Assignment
An acceptable response holds only the line containing "fn reflect_clone(&self) ->" and every line after it to the end of the records, each reproduced exactly.

[Available records]

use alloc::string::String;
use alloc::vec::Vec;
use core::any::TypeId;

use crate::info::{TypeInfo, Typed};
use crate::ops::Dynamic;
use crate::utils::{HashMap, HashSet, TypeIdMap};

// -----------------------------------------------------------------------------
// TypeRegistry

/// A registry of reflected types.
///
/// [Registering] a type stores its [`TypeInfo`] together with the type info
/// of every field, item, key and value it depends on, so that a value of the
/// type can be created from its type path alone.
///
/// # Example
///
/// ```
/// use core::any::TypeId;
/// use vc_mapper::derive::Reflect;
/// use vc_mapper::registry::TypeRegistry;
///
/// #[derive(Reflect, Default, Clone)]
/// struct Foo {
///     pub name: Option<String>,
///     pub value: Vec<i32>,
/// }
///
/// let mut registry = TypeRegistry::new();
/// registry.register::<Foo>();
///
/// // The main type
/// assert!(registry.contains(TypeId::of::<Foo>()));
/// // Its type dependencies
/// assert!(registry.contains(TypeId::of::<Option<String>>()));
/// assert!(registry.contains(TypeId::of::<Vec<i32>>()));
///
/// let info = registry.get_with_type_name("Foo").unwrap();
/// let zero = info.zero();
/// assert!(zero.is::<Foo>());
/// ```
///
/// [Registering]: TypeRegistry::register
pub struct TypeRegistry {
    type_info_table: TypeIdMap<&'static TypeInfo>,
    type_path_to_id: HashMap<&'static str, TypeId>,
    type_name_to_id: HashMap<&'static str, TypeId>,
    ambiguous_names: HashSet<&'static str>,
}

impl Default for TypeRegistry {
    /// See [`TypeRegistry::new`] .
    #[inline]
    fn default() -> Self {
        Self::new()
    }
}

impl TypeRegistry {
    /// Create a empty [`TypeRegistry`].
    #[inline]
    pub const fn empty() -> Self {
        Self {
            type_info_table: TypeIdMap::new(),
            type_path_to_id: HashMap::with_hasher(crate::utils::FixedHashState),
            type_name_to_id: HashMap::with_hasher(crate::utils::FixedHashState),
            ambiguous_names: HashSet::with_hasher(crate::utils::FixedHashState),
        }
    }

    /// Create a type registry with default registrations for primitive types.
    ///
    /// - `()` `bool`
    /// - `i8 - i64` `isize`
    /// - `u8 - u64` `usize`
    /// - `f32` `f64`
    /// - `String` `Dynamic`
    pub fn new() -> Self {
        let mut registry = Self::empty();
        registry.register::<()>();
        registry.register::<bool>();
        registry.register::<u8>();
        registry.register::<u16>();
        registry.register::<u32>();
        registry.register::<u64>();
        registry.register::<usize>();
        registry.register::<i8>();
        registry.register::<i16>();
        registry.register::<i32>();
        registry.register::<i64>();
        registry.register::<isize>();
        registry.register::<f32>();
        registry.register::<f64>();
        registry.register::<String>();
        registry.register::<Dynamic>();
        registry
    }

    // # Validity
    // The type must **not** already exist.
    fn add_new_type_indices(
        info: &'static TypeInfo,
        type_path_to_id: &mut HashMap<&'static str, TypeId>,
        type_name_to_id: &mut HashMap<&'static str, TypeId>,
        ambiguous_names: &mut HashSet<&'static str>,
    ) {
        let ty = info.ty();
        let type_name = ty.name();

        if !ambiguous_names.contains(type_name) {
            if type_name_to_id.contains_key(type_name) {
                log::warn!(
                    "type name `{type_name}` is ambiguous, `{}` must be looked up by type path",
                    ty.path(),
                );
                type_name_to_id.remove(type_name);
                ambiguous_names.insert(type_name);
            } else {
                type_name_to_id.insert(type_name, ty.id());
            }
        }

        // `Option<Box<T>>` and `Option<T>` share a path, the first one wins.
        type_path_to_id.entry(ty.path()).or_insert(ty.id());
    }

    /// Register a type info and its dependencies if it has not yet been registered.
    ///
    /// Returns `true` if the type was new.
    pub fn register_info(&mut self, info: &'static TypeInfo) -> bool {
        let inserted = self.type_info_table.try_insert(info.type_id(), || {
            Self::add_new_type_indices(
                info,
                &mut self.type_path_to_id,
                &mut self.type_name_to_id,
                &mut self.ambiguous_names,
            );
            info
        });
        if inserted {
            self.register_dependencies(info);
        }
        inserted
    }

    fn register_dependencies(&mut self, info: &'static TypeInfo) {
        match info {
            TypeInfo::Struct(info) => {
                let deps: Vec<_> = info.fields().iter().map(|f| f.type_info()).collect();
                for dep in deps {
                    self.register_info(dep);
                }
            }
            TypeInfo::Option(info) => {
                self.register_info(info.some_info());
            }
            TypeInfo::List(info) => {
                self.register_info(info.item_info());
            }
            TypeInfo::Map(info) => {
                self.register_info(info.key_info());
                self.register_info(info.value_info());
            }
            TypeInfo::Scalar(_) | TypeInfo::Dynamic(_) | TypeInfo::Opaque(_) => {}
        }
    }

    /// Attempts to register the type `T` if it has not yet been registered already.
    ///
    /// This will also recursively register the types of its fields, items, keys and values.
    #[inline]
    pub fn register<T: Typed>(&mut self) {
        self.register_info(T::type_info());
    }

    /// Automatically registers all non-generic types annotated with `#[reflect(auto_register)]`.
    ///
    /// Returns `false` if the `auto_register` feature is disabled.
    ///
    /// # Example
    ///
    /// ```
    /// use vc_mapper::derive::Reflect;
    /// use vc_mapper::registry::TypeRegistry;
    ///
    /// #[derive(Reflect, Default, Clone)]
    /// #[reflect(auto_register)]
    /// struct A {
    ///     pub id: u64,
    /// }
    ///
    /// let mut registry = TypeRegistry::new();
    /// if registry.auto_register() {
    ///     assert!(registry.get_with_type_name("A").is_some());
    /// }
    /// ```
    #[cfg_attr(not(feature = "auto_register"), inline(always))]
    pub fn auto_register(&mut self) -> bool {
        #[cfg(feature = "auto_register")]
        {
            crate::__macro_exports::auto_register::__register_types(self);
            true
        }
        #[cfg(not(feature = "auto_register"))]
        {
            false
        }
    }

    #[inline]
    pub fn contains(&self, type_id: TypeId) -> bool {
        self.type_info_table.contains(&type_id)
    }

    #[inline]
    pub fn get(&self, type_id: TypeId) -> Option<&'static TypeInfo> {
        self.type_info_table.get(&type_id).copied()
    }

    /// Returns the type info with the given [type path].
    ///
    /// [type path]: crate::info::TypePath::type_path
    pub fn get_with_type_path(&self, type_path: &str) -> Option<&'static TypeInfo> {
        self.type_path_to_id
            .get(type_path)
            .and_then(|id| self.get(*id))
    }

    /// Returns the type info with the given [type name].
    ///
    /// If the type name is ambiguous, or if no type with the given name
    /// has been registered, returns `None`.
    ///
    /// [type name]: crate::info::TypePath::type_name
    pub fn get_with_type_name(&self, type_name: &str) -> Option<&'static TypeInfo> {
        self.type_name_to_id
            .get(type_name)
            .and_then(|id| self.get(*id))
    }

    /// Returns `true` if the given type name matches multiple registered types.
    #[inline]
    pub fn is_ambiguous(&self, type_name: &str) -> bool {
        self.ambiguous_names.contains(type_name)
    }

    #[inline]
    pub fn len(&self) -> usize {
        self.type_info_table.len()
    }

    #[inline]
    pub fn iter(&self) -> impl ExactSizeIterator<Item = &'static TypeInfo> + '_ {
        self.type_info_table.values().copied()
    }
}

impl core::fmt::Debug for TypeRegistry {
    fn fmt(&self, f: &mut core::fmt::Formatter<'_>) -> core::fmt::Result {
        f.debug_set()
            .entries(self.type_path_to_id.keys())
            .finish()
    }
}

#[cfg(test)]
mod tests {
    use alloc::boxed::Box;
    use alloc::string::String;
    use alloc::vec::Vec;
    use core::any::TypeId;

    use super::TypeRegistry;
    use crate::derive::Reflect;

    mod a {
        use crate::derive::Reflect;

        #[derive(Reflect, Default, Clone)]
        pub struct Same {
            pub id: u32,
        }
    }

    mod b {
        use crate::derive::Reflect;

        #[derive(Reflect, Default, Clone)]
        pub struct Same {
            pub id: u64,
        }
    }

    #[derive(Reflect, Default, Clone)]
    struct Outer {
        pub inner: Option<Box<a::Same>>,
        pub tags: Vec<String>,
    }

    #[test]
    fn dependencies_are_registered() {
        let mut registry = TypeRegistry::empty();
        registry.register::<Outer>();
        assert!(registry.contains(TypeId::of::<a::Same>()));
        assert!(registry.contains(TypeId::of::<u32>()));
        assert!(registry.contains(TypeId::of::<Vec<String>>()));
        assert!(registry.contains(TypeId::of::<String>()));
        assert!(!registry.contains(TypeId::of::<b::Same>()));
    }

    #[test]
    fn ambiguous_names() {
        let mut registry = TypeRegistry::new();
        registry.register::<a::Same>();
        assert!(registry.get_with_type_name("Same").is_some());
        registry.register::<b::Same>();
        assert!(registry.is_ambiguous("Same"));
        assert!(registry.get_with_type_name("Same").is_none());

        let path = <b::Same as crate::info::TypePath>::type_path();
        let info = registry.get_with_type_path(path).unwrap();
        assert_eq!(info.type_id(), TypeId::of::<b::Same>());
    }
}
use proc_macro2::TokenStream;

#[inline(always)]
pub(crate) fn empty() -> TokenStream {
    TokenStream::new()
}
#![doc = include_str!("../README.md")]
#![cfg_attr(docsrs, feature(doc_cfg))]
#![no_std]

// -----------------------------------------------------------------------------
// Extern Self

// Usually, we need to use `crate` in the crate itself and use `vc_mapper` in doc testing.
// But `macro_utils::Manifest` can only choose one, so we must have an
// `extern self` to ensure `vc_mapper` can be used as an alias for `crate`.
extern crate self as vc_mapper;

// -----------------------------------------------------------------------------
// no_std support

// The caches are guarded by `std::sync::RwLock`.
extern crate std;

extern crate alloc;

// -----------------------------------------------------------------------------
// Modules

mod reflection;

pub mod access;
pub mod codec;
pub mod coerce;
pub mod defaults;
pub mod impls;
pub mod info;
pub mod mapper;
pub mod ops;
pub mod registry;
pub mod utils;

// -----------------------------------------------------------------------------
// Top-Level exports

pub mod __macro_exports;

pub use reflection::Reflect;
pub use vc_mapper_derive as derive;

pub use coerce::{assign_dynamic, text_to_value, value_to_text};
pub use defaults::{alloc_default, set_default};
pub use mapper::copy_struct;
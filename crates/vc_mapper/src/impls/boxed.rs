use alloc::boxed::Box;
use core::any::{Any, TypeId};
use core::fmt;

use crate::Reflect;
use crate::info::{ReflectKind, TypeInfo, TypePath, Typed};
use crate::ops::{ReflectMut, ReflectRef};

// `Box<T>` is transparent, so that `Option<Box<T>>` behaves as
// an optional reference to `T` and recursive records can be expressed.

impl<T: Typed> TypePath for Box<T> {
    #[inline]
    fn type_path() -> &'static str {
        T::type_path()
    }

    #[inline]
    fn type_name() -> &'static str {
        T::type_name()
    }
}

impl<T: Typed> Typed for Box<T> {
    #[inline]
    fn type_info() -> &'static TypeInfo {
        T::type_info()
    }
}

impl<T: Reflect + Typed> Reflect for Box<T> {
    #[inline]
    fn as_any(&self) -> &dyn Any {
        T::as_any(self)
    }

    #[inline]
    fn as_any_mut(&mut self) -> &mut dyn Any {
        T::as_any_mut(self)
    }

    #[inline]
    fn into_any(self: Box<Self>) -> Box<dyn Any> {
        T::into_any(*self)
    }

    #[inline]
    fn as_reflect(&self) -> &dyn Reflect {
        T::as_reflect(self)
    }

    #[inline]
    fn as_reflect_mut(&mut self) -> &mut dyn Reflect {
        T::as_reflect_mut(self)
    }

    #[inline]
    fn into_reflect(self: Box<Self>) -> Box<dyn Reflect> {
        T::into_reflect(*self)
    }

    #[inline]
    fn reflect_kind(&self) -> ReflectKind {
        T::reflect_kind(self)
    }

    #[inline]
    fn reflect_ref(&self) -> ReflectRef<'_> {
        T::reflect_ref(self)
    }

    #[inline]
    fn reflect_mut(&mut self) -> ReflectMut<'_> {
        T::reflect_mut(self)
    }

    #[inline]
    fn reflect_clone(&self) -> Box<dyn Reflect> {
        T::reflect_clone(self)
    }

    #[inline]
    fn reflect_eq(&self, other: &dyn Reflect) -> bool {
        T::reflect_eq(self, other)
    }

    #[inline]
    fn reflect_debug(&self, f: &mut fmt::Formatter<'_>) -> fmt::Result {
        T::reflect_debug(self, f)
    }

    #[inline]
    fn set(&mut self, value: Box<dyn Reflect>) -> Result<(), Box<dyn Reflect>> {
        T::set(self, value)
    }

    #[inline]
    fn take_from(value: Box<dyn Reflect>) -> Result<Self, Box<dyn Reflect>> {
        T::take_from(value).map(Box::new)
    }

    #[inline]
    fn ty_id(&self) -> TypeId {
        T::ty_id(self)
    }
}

[/Available records]

Exercise result
    fn reflect_clone(&self) -> Box<dyn Reflect> {
        T::reflect_clone(self)
    }

    #[inline]
    fn reflect_eq(&self, other: &dyn Reflect) -> bool {
        T::reflect_eq(self, other)
    }

    #[inline]
    fn reflect_debug(&self, f: &mut fmt::Formatter<'_>) -> fmt::Result {
        T::reflect_debug(self, f)
    }

    #[inline]
    fn set(&mut self, value: Box<dyn Reflect>) -> Result<(), Box<dyn Reflect>> {
        T::set(self, value)
    }

    #[inline]
    fn take_from(value: Box<dyn Reflect>) -> Result<Self, Box<dyn Reflect>> {
        T::take_from(value).map(Box::new)
    }

    #[inline]
    fn ty_id(&self) -> TypeId {
        T::ty_id(self)
    }
}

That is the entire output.